Before long, Baker had a promising career at his firm and his family grew as his four sons were born. At the time, he would have never considered entering politics, as his goals related to becoming a distinguished lawyer. Furthermore, Baker considered himself a conservative Democrat, but almost apolitical, since the extent of his political involvement had been simply voting. Mary Stuart, on the other hand, was an active Republican.
In 1970, a family tragedy occurred as Mary Stuart fell ill with breast cancer. Sadly, she passed away just months after the prognosis. Baker and his sons, aged 7, 8, 13, and 15 at the time, were devastated. Though time passed, Baker found it difficult to overcome his grief. Thankfully, a good friend, George H.W. Bush, was Baker’s tennis doubles partner and empathized greatly with his loss, as he had suffered the loss of his three-year-old daughter due to leukemia.
During this difficult time for Baker, Bush suggested that Baker work on his senatorial campaign to take his mind off his grief. Though reluctant to accept, Baker helped with the campaign for Bush and later remarked that
“if politics didn’t exactly save my life, it certainly helped preserve my sanity.”
Although Baker had previously considered himself a conservative Democrat, he enjoyed supporting his friend George so much that he began to align with the GOP. He notes that this was the moment he became “hooked on politics.”
After the election, Baker was asked to be the state finance chairman for the Texas Republican Party, which was very weak at the time. He also coordinated the Nixon re-election effort in the Gulf Coast area of Texas in 1972.

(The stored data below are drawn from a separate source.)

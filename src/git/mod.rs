//! Git operations using git2-rs.

pub mod diff;
pub mod range;
pub mod tags;

pub use diff::{MAX_DIFF_CHARS, collect_diff, diff_to_head};
pub use range::{SinceRef, resolve_reference, resolve_since};
pub use tags::{ReleaseTag, latest_release_tag, list_tags, parse_tag_version};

In August 1973, Baker married Susan Winston. Baker’s four sons combined with Susan’s three children to blend into one family, and their eighth child would be born four years later. Susan had an interest in politics as well, which encouraged Baker to continue his involvement.

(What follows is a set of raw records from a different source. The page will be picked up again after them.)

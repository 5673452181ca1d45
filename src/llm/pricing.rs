//! Static per-model pricing used for advisory cost estimates.
//!
//! Prices are USD per million tokens, matched by model-name substring in
//! table order (more specific names first). Unknown models fall back to each
//! vendor's baseline tier; free or local services always cost zero.

use super::ProviderKind;

/// Input/output price per million tokens.
#[derive(Debug, Clone, Copy, PartialEq)]
pub struct Price {
    pub input: f64,
    pub output: f64,
}

impl Price {
    pub const FREE: Price = Price::new(0.0, 0.0);

    pub const fn new(input: f64, output: f64) -> Self {
        Self { input, output }
    }

    pub fn cost(&self, input_tokens: u64, output_tokens: u64) -> f64 {
        (input_tokens as f64 * self.input / 1_000_000.0)
            + (output_tokens as f64 * self.output / 1_000_000.0)
    }
}

const ANTHROPIC: &[(&str, Price)] = &[
    ("haiku", Price::new(0.80, 4.00)),
    ("sonnet", Price::new(3.00, 15.00)),
    ("opus", Price::new(15.00, 75.00)),
];
const ANTHROPIC_BASELINE: Price = Price::new(0.80, 4.00);

const OPENAI: &[(&str, Price)] = &[
    ("gpt-4o-mini", Price::new(0.150, 0.600)),
    ("gpt-4o", Price::new(2.50, 10.00)),
    ("gpt-4-turbo", Price::new(10.00, 30.00)),
    ("gpt-3.5-turbo", Price::new(0.50, 1.50)),
];
const OPENAI_BASELINE: Price = Price::new(0.150, 0.600);

const GROQ: &[(&str, Price)] = &[
    ("llama-3.3-70b", Price::new(0.59, 0.79)),
    ("llama-3.1-8b", Price::new(0.05, 0.08)),
];
const GROQ_BASELINE: Price = Price::new(0.59, 0.79);

fn lookup(table: &[(&str, Price)], model: &str, baseline: Price) -> Price {
    table
        .iter()
        .find(|(needle, _)| model.contains(needle))
        .map(|(_, price)| *price)
        .unwrap_or(baseline)
}

/// Price tier for `model` on `provider`.
pub fn price_for(provider: ProviderKind, model: &str) -> Price {
    let model = model.to_lowercase();
    match provider {
        ProviderKind::Anthropic => lookup(ANTHROPIC, &model, ANTHROPIC_BASELINE),
        ProviderKind::OpenAI => lookup(OPENAI, &model, OPENAI_BASELINE),
        ProviderKind::Groq => lookup(GROQ, &model, GROQ_BASELINE),
        // OpenRouter ids are "<vendor>/<model>"; only vendors we have tables for are priced.
        ProviderKind::OpenRouter => match model.split_once('/') {
            Some(("anthropic", rest)) => lookup(ANTHROPIC, rest, ANTHROPIC_BASELINE),
            Some(("openai", rest)) => lookup(OPENAI, rest, OPENAI_BASELINE),
            _ => Price::FREE,
        },
        ProviderKind::Cerebras | ProviderKind::Ollama => Price::FREE,
    }
}

/// Estimated USD cost of a call.
pub fn estimate_cost(
    provider: ProviderKind,
    model: &str,
    input_tokens: u64,
    output_tokens: u64,
) -> f64 {
    price_for(provider, model).cost(input_tokens, output_tokens)
}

COMMERCE DEPARTMENT AND PRESIDENT FORD CAMPAIGN
“In public service, titles are important for both symbolism and prestige, but they do not necessarily reflect the importance of your duties or how much influence you have. Presidents rely upon the people in whom they have the most confidence, regardless of title… these are the people who have been in the trenches with them…helped win difficult elections. That’s why…campaign workers who move to White House staff are frequently the most important advisers to the chief executive.”–James A. Baker, III
It was not long before Baker was itching for a larger role in public service. He turned down an offer to serve as the head of enforcement for the Environmental Protection Agency because he was not highly interested in that role. By June 1975, Rogers Morton, Secretary of Commerce under President Ford, chose Baker to be his number-two person in the department. This brought Baker to Washington for the first time.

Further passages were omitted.